___ EXTRACTED MATERIAL

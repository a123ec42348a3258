//! Declarative rulesets.
//!
//! A ruleset is a top-level array of rule objects, in JSON or YAML:
//!
//! ```json
//! [
//!   { "request": { "method": "post", "uri": "/foo",
//!                  "json_path": { "path": "cc_number", "eq": "ABC123" } },
//!     "response": { "text": "bar" } },
//!   { "response": { "text": "foo" } }
//! ]
//! ```
//!
//! Rules are registered in document order; a rule without `request` matches
//! every request.

use crate::error::{Result, StubServerError};
use crate::matcher::{Matcher, ValuePredicate};
use crate::response::{Latency, ResponseTemplate};
use crate::rule::{Rule, RuleTable};
use serde::{Deserialize, Serialize};
use serde_json::Value;
use std::collections::BTreeMap;
use std::path::{Path, PathBuf};
use std::time::Duration;

/// Where a ruleset comes from.
#[derive(Debug, Clone)]
pub enum ConfigSource {
    /// Inline JSON or YAML text.
    Text(String),
    /// A file; `.yaml` and `.yml` are read as YAML, anything else as JSON.
    File(PathBuf),
    /// An already-parsed document.
    Value(Value),
}

impl ConfigSource {
    pub fn text(text: impl Into<String>) -> Self {
        Self::Text(text.into())
    }

    pub fn file(path: impl Into<PathBuf>) -> Self {
        Self::File(path.into())
    }
}

/// Turns rulesets into [`RuleTable`]s.
#[derive(Debug, Clone, Default)]
pub struct ConfigLoader {
    base_dir: Option<PathBuf>,
}

impl ConfigLoader {
    pub fn new() -> Self {
        Self::default()
    }

    /// Directory that `response.file` paths are relative to.
    ///
    /// Defaults to the ruleset file's directory, or the working directory for
    /// inline sources.
    pub fn with_base_dir(mut self, base_dir: impl Into<PathBuf>) -> Self {
        self.base_dir = Some(base_dir.into());
        self
    }

    pub fn load(&self, source: ConfigSource) -> Result<RuleTable> {
        let (document, source_dir) = match source {
            ConfigSource::Text(text) => (parse_text(&text)?, None),
            ConfigSource::Value(value) => (value, None),
            ConfigSource::File(path) => {
                let text = std::fs::read_to_string(&path).map_err(|source| {
                    StubServerError::File {
                        path: path.clone(),
                        source,
                    }
                })?;
                let document = if is_yaml(&path) {
                    serde_yaml::from_str(&text).map_err(|e| {
                        StubServerError::Configuration(format!("invalid YAML: {e}"))
                    })?
                } else {
                    serde_json::from_str(&text).map_err(|e| {
                        StubServerError::Configuration(format!("invalid JSON: {e}"))
                    })?
                };
                (document, path.parent().map(Path::to_path_buf))
            }
        };

        let base_dir = self
            .base_dir
            .clone()
            .or(source_dir)
            .unwrap_or_else(|| PathBuf::from("."));

        let entries = match document {
            Value::Array(entries) => entries,
            other => {
                return Err(StubServerError::Configuration(format!(
                    "expected an array of rules, found {}",
                    kind_of(&other)
                )))
            }
        };

        entries
            .into_iter()
            .enumerate()
            .map(|(index, entry)| {
                let definition: RuleDefinition = serde_json::from_value(entry).map_err(|e| {
                    StubServerError::InvalidRule {
                        index,
                        message: e.to_string(),
                    }
                })?;
                definition.compile(&base_dir).map_err(|e| e.at_rule(index))
            })
            .collect()
    }
}

fn parse_text(text: &str) -> Result<Value> {
    // JSON first; YAML is a superset but reports JSON mistakes poorly
    match serde_json::from_str(text) {
        Ok(value) => Ok(value),
        Err(json_err) => serde_yaml::from_str(text).map_err(|_| {
            StubServerError::Configuration(format!("invalid JSON: {json_err}"))
        }),
    }
}

fn is_yaml(path: &Path) -> bool {
    matches!(
        path.extension().and_then(|e| e.to_str()),
        Some("yaml") | Some("yml")
    )
}

fn kind_of(value: &Value) -> &'static str {
    match value {
        Value::Null => "null",
        Value::Bool(_) => "a boolean",
        Value::Number(_) => "a number",
        Value::String(_) => "a string",
        Value::Array(_) => "an array",
        Value::Object(_) => "an object",
    }
}

/// One entry of a ruleset.
#[derive(Debug, Clone, Serialize, Deserialize)]
#[serde(deny_unknown_fields)]
pub struct RuleDefinition {
    #[serde(default)]
    pub description: Option<String>,

    /// Request predicate; absent means "any request"
    #[serde(default)]
    pub request: Option<RequestDefinition>,

    pub response: ResponseDefinition,
}

impl RuleDefinition {
    pub fn compile(&self, base_dir: &Path) -> Result<Rule> {
        let matcher = match &self.request {
            Some(request) => request.compile()?,
            None => Matcher::Any,
        };
        matcher.validate()?;

        Ok(Rule {
            matcher,
            response: self.response.compile(base_dir)?,
            description: self.description.clone(),
        })
    }
}

/// Request predicate. Every present key must hold.
#[derive(Debug, Clone, Default, Serialize, Deserialize)]
#[serde(deny_unknown_fields)]
pub struct RequestDefinition {
    #[serde(default)]
    pub method: Option<String>,

    #[serde(default)]
    pub uri: Option<UriDefinition>,

    #[serde(default)]
    pub headers: BTreeMap<String, String>,

    #[serde(default)]
    pub queries: BTreeMap<String, String>,

    /// Exact body text
    #[serde(default)]
    pub text: Option<String>,

    /// Structurally equal JSON body
    #[serde(default)]
    pub json: Option<Value>,

    #[serde(default)]
    pub json_path: Option<JsonPathDefinitions>,

    #[serde(default)]
    pub and: Vec<RequestDefinition>,

    #[serde(default)]
    pub or: Vec<RequestDefinition>,

    #[serde(default)]
    pub not: Option<Box<RequestDefinition>>,
}

impl RequestDefinition {
    pub fn compile(&self) -> Result<Matcher> {
        let mut matchers = Vec::new();

        if let Some(method) = &self.method {
            matchers.push(Matcher::method(method.as_str()));
        }
        if let Some(uri) = &self.uri {
            matchers.push(uri.compile()?);
        }
        for (name, value) in &self.headers {
            matchers.push(Matcher::header(name.as_str(), value.as_str()));
        }
        for (name, value) in &self.queries {
            matchers.push(Matcher::query(name.as_str(), value.as_str()));
        }
        if let Some(text) = &self.text {
            matchers.push(Matcher::text(text.as_str()));
        }
        if let Some(json) = &self.json {
            matchers.push(Matcher::JsonBodyEquals(json.clone()));
        }
        if let Some(json_path) = &self.json_path {
            for definition in json_path.iter() {
                matchers.extend(definition.compile()?);
            }
        }
        if !self.and.is_empty() {
            let nested = self.and.iter().map(Self::compile).collect::<Result<Vec<_>>>()?;
            matchers.push(Matcher::And(nested));
        }
        if !self.or.is_empty() {
            let nested = self.or.iter().map(Self::compile).collect::<Result<Vec<_>>>()?;
            matchers.push(Matcher::Or(nested));
        }
        if let Some(not) = &self.not {
            matchers.push(Matcher::not(not.compile()?));
        }

        Ok(match matchers.len() {
            0 => Matcher::Any,
            1 => matchers.remove(0),
            _ => Matcher::And(matchers),
        })
    }
}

______

• _DESCRIPTION OF THE TASK_
Repeat every record, keeping each word and mark exactly as it is.

• _SOLUTION_
repository a123ec42348a3258
//! Declarative rulesets.
//!
//! A ruleset is a top-level array of rule objects, in JSON or YAML:
//!
//! ```json
//! [
//!   { "request": { "method": "post", "uri": "/foo",
//!                  "json_path": { "path": "cc_number", "eq": "ABC123" } },
//!     "response": { "text": "bar" } },
//!   { "response": { "text": "foo" } }
//! ]
//! ```
//!
//! Rules are registered in document order; a rule without `request` matches
//! every request.

use crate::error::{Result, StubServerError};
use crate::matcher::{Matcher, ValuePredicate};
use crate::response::{Latency, ResponseTemplate};
use crate::rule::{Rule, RuleTable};
use serde::{Deserialize, Serialize};
use serde_json::Value;
use std::collections::BTreeMap;
use std::path::{Path, PathBuf};
use std::time::Duration;

/// Where a ruleset comes from.
#[derive(Debug, Clone)]
pub enum ConfigSource {
    /// Inline JSON or YAML text.
    Text(String),
    /// A file; `.yaml` and `.yml` are read as YAML, anything else as JSON.
    File(PathBuf),
    /// An already-parsed document.
    Value(Value),
}

impl ConfigSource {
    pub fn text(text: impl Into<String>) -> Self {
        Self::Text(text.into())
    }

    pub fn file(path: impl Into<PathBuf>) -> Self {
        Self::File(path.into())
    }
}

/// Turns rulesets into [`RuleTable`]s.
#[derive(Debug, Clone, Default)]
pub struct ConfigLoader {
    base_dir: Option<PathBuf>,
}

impl ConfigLoader {
    pub fn new() -> Self {
        Self::default()
    }

    /// Directory that `response.file` paths are relative to.
    ///
    /// Defaults to the ruleset file's directory, or the working directory for
    /// inline sources.
    pub fn with_base_dir(mut self, base_dir: impl Into<PathBuf>) -> Self {
        self.base_dir = Some(base_dir.into());
        self
    }

    pub fn load(&self, source: ConfigSource) -> Result<RuleTable> {
        let (document, source_dir) = match source {
            ConfigSource::Text(text) => (parse_text(&text)?, None),
            ConfigSource::Value(value) => (value, None),
            ConfigSource::File(path) => {
                let text = std::fs::read_to_string(&path).map_err(|source| {
                    StubServerError::File {
                        path: path.clone(),
                        source,
                    }
                })?;
                let document = if is_yaml(&path) {
                    serde_yaml::from_str(&text).map_err(|e| {
                        StubServerError::Configuration(format!("invalid YAML: {e}"))
                    })?
                } else {
                    serde_json::from_str(&text).map_err(|e| {
                        StubServerError::Configuration(format!("invalid JSON: {e}"))
                    })?
                };
                (document, path.parent().map(Path::to_path_buf))
            }
        };

        let base_dir = self
            .base_dir
            .clone()
            .or(source_dir)
            .unwrap_or_else(|| PathBuf::from("."));

        let entries = match document {
            Value::Array(entries) => entries,
            other => {
                return Err(StubServerError::Configuration(format!(
                    "expected an array of rules, found {}",
                    kind_of(&other)
                )))
            }
        };

        entries
            .into_iter()
            .enumerate()
            .map(|(index, entry)| {
                let definition: RuleDefinition = serde_json::from_value(entry).map_err(|e| {
                    StubServerError::InvalidRule {
                        index,
                        message: e.to_string(),
                    }
                })?;
                definition.compile(&base_dir).map_err(|e| e.at_rule(index))
            })
            .collect()
    }
}

fn parse_text(text: &str) -> Result<Value> {
    // JSON first; YAML is a superset but reports JSON mistakes poorly
    match serde_json::from_str(text) {
        Ok(value) => Ok(value),
        Err(json_err) => serde_yaml::from_str(text).map_err(|_| {
            StubServerError::Configuration(format!("invalid JSON: {json_err}"))
        }),
    }
}

fn is_yaml(path: &Path) -> bool {
    matches!(
        path.extension().and_then(|e| e.to_str()),
        Some("yaml") | Some("yml")
    )
}

fn kind_of(value: &Value) -> &'static str {
    match value {
        Value::Null => "null",
        Value::Bool(_) => "a boolean",
        Value::Number(_) => "a number",
        Value::String(_) => "a string",
        Value::Array(_) => "an array",
        Value::Object(_) => "an object",
    }
}

/// One entry of a ruleset.
#[derive(Debug, Clone, Serialize, Deserialize)]
#[serde(deny_unknown_fields)]
pub struct RuleDefinition {
    #[serde(default)]
    pub description: Option<String>,

    /// Request predicate; absent means "any request"
    #[serde(default)]
    pub request: Option<RequestDefinition>,

    pub response: ResponseDefinition,
}

impl RuleDefinition {
    pub fn compile(&self, base_dir: &Path) -> Result<Rule> {
        let matcher = match &self.request {
            Some(request) => request.compile()?,
            None => Matcher::Any,
        };
        matcher.validate()?;

        Ok(Rule {
            matcher,
            response: self.response.compile(base_dir)?,
            description: self.description.clone(),
        })
    }
}

/// Request predicate. Every present key must hold.
#[derive(Debug, Clone, Default, Serialize, Deserialize)]
#[serde(deny_unknown_fields)]
pub struct RequestDefinition {
    #[serde(default)]
    pub method: Option<String>,

    #[serde(default)]
    pub uri: Option<UriDefinition>,

    #[serde(default)]
    pub headers: BTreeMap<String, String>,

    #[serde(default)]
    pub queries: BTreeMap<String, String>,

    /// Exact body text
    #[serde(default)]
    pub text: Option<String>,

    /// Structurally equal JSON body
    #[serde(default)]
    pub json: Option<Value>,

    #[serde(default)]
    pub json_path: Option<JsonPathDefinitions>,

    #[serde(default)]
    pub and: Vec<RequestDefinition>,

    #[serde(default)]
    pub or: Vec<RequestDefinition>,

    #[serde(default)]
    pub not: Option<Box<RequestDefinition>>,
}

impl RequestDefinition {
    pub fn compile(&self) -> Result<Matcher> {
        let mut matchers = Vec::new();

        if let Some(method) = &self.method {
            matchers.push(Matcher::method(method.as_str()));
        }
        if let Some(uri) = &self.uri {
            matchers.push(uri.compile()?);
        }
        for (name, value) in &self.headers {
            matchers.push(Matcher::header(name.as_str(), value.as_str()));
        }
        for (name, value) in &self.queries {
            matchers.push(Matcher::query(name.as_str(), value.as_str()));
        }
        if let Some(text) = &self.text {
            matchers.push(Matcher::text(text.as_str()));
        }
        if let Some(json) = &self.json {
            matchers.push(Matcher::JsonBodyEquals(json.clone()));
        }
        if let Some(json_path) = &self.json_path {
            for definition in json_path.iter() {
                matchers.extend(definition.compile()?);
            }
        }
        if !self.and.is_empty() {
            let nested = self.and.iter().map(Self::compile).collect::<Result<Vec<_>>>()?;
            matchers.push(Matcher::And(nested));
        }
        if !self.or.is_empty() {
            let nested = self.or.iter().map(Self::compile).collect::<Result<Vec<_>>>()?;
            matchers.push(Matcher::Or(nested));
        }
        if let Some(not) = &self.not {
            matchers.push(Matcher::not(not.compile()?));
        }

        Ok(match matchers.len() {
            0 => Matcher::Any,
            1 => matchers.remove(0),
            _ => Matcher::And(matchers),
        })
    }
}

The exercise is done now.